-- YOUR GOAL --
Here the whole listing must be retyped exactly, with no line omitted.

-- DATA FOR REVIEW --

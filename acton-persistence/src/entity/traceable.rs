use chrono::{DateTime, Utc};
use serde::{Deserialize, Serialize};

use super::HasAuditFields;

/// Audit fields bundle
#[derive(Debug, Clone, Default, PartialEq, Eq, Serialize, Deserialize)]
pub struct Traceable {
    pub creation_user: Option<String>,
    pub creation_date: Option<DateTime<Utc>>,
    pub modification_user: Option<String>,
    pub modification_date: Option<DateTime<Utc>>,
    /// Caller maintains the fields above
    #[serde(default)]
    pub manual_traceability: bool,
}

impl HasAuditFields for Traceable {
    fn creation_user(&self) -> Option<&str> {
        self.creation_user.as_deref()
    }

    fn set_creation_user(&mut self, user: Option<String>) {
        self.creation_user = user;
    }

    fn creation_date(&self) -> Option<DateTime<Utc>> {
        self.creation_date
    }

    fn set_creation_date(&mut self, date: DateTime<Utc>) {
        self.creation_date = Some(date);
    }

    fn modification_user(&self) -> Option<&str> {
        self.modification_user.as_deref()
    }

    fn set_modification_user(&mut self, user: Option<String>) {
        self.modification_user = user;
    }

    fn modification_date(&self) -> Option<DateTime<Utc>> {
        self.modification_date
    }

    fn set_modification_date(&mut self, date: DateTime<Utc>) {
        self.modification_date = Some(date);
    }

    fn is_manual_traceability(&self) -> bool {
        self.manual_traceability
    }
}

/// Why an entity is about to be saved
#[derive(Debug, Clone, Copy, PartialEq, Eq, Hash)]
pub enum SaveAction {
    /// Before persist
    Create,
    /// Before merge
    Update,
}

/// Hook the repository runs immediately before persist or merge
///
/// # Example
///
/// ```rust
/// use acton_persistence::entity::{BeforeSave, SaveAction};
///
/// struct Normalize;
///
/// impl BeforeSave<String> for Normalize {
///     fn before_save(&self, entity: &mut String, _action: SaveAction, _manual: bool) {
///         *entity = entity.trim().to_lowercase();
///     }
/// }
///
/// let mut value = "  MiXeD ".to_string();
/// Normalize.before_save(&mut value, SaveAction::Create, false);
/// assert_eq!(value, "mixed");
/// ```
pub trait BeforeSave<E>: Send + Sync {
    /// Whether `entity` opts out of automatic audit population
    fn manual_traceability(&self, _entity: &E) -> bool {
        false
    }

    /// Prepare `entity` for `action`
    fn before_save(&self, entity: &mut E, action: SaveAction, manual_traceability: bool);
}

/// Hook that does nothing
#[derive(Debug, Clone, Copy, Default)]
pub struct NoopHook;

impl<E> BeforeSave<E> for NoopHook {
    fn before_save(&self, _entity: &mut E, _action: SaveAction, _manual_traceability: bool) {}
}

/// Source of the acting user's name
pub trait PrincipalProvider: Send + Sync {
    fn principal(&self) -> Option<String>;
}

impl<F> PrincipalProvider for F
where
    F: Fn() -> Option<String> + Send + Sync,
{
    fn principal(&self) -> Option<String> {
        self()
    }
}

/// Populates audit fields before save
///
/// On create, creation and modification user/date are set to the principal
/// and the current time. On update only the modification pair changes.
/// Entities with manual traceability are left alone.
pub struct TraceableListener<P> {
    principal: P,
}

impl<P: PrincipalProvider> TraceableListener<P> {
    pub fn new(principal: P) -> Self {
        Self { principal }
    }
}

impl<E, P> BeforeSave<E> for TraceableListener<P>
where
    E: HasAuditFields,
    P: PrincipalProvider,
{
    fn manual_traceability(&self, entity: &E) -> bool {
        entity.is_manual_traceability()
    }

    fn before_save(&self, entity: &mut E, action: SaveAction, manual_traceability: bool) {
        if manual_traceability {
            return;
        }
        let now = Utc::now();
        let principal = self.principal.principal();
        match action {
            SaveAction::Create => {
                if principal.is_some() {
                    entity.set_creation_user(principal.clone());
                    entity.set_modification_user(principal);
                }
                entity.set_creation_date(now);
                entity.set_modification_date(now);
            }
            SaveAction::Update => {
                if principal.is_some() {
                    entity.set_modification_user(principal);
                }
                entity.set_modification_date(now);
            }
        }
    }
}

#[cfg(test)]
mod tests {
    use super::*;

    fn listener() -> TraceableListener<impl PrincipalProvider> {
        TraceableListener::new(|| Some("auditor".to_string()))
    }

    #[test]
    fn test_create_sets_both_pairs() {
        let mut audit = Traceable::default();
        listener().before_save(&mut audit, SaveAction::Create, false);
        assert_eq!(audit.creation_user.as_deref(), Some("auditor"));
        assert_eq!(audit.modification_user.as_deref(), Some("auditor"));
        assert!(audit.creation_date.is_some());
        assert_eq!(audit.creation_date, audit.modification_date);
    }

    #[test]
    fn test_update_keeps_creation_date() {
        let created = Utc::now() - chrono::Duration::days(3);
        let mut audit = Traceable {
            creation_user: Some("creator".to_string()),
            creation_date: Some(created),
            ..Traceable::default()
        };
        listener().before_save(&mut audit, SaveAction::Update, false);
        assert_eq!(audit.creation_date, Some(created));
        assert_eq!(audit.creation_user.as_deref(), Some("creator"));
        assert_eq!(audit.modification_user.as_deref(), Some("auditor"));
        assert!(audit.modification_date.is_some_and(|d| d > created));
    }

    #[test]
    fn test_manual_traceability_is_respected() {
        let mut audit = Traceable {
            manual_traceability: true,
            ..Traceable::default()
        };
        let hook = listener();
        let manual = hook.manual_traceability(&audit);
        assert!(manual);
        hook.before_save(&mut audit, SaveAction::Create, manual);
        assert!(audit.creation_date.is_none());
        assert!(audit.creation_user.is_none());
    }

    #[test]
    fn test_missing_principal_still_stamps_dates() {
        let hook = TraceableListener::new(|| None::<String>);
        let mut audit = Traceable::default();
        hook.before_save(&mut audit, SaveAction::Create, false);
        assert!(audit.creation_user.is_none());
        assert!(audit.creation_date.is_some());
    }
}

-- EXPECTED OUTPUT --
filename acton-persistence/src/entity/traceable.rs
use chrono::{DateTime, Utc};
use serde::{Deserialize, Serialize};

use super::HasAuditFields;

/// Audit fields bundle
#[derive(Debug, Clone, Default, PartialEq, Eq, Serialize, Deserialize)]
pub struct Traceable {
    pub creation_user: Option<String>,
    pub creation_date: Option<DateTime<Utc>>,
    pub modification_user: Option<String>,
    pub modification_date: Option<DateTime<Utc>>,
    /// Caller maintains the fields above
    #[serde(default)]
    pub manual_traceability: bool,
}

impl HasAuditFields for Traceable {
    fn creation_user(&self) -> Option<&str> {
        self.creation_user.as_deref()
    }

    fn set_creation_user(&mut self, user: Option<String>) {
        self.creation_user = user;
    }

    fn creation_date(&self) -> Option<DateTime<Utc>> {
        self.creation_date
    }

    fn set_creation_date(&mut self, date: DateTime<Utc>) {
        self.creation_date = Some(date);
    }

    fn modification_user(&self) -> Option<&str> {
        self.modification_user.as_deref()
    }

    fn set_modification_user(&mut self, user: Option<String>) {
        self.modification_user = user;
    }

    fn modification_date(&self) -> Option<DateTime<Utc>> {
        self.modification_date
    }

    fn set_modification_date(&mut self, date: DateTime<Utc>) {
        self.modification_date = Some(date);
    }

    fn is_manual_traceability(&self) -> bool {
        self.manual_traceability
    }
}

/// Why an entity is about to be saved
#[derive(Debug, Clone, Copy, PartialEq, Eq, Hash)]
pub enum SaveAction {
    /// Before persist
    Create,
    /// Before merge
    Update,
}

/// Hook the repository runs immediately before persist or merge
///
/// # Example
///
/// ```rust
/// use acton_persistence::entity::{BeforeSave, SaveAction};
///
/// struct Normalize;
///
/// impl BeforeSave<String> for Normalize {
///     fn before_save(&self, entity: &mut String, _action: SaveAction, _manual: bool) {
///         *entity = entity.trim().to_lowercase();
///     }
/// }
///
/// let mut value = "  MiXeD ".to_string();
/// Normalize.before_save(&mut value, SaveAction::Create, false);
/// assert_eq!(value, "mixed");
/// ```
pub trait BeforeSave<E>: Send + Sync {
    /// Whether `entity` opts out of automatic audit population
    fn manual_traceability(&self, _entity: &E) -> bool {
        false
    }

    /// Prepare `entity` for `action`
    fn before_save(&self, entity: &mut E, action: SaveAction, manual_traceability: bool);
}

/// Hook that does nothing
#[derive(Debug, Clone, Copy, Default)]
pub struct NoopHook;

impl<E> BeforeSave<E> for NoopHook {
    fn before_save(&self, _entity: &mut E, _action: SaveAction, _manual_traceability: bool) {}
}

/// Source of the acting user's name
pub trait PrincipalProvider: Send + Sync {
    fn principal(&self) -> Option<String>;
}

impl<F> PrincipalProvider for F
where
    F: Fn() -> Option<String> + Send + Sync,
{
    fn principal(&self) -> Option<String> {
        self()
    }
}

/// Populates audit fields before save
///
/// On create, creation and modification user/date are set to the principal
/// and the current time. On update only the modification pair changes.
/// Entities with manual traceability are left alone.
pub struct TraceableListener<P> {
    principal: P,
}

impl<P: PrincipalProvider> TraceableListener<P> {
    pub fn new(principal: P) -> Self {
        Self { principal }
    }
}

impl<E, P> BeforeSave<E> for TraceableListener<P>
where
    E: HasAuditFields,
    P: PrincipalProvider,
{
    fn manual_traceability(&self, entity: &E) -> bool {
        entity.is_manual_traceability()
    }

    fn before_save(&self, entity: &mut E, action: SaveAction, manual_traceability: bool) {
        if manual_traceability {
            return;
        }
        let now = Utc::now();
        let principal = self.principal.principal();
        match action {
            SaveAction::Create => {
                if principal.is_some() {
                    entity.set_creation_user(principal.clone());
                    entity.set_modification_user(principal);
                }
                entity.set_creation_date(now);
                entity.set_modification_date(now);
            }
            SaveAction::Update => {
                if principal.is_some() {
                    entity.set_modification_user(principal);
                }
                entity.set_modification_date(now);
            }
        }
    }
}

#[cfg(test)]
mod tests {
    use super::*;

    fn listener() -> TraceableListener<impl PrincipalProvider> {
        TraceableListener::new(|| Some("auditor".to_string()))
    }

    #[test]
    fn test_create_sets_both_pairs() {
        let mut audit = Traceable::default();
        listener().before_save(&mut audit, SaveAction::Create, false);
        assert_eq!(audit.creation_user.as_deref(), Some("auditor"));
        assert_eq!(audit.modification_user.as_deref(), Some("auditor"));
        assert!(audit.creation_date.is_some());
        assert_eq!(audit.creation_date, audit.modification_date);
    }

    #[test]
    fn test_update_keeps_creation_date() {
        let created = Utc::now() - chrono::Duration::days(3);
        let mut audit = Traceable {
            creation_user: Some("creator".to_string()),
            creation_date: Some(created),
            ..Traceable::default()
        };
        listener().before_save(&mut audit, SaveAction::Update, false);
        assert_eq!(audit.creation_date, Some(created));
        assert_eq!(audit.creation_user.as_deref(), Some("creator"));
        assert_eq!(audit.modification_user.as_deref(), Some("auditor"));
        assert!(audit.modification_date.is_some_and(|d| d > created));
    }

    #[test]
    fn test_manual_traceability_is_respected() {
        let mut audit = Traceable {
            manual_traceability: true,
            ..Traceable::default()
        };
        let hook = listener();
        let manual = hook.manual_traceability(&audit);
        assert!(manual);
        hook.before_save(&mut audit, SaveAction::Create, manual);
        assert!(audit.creation_date.is_none());
        assert!(audit.creation_user.is_none());
    }

    #[test]
    fn test_missing_principal_still_stamps_dates() {
        let hook = TraceableListener::new(|| None::<String>);
        let mut audit = Traceable::default();
        hook.before_save(&mut audit, SaveAction::Create, false);
        assert!(audit.creation_user.is_none());
        assert!(audit.creation_date.is_some());
    }
}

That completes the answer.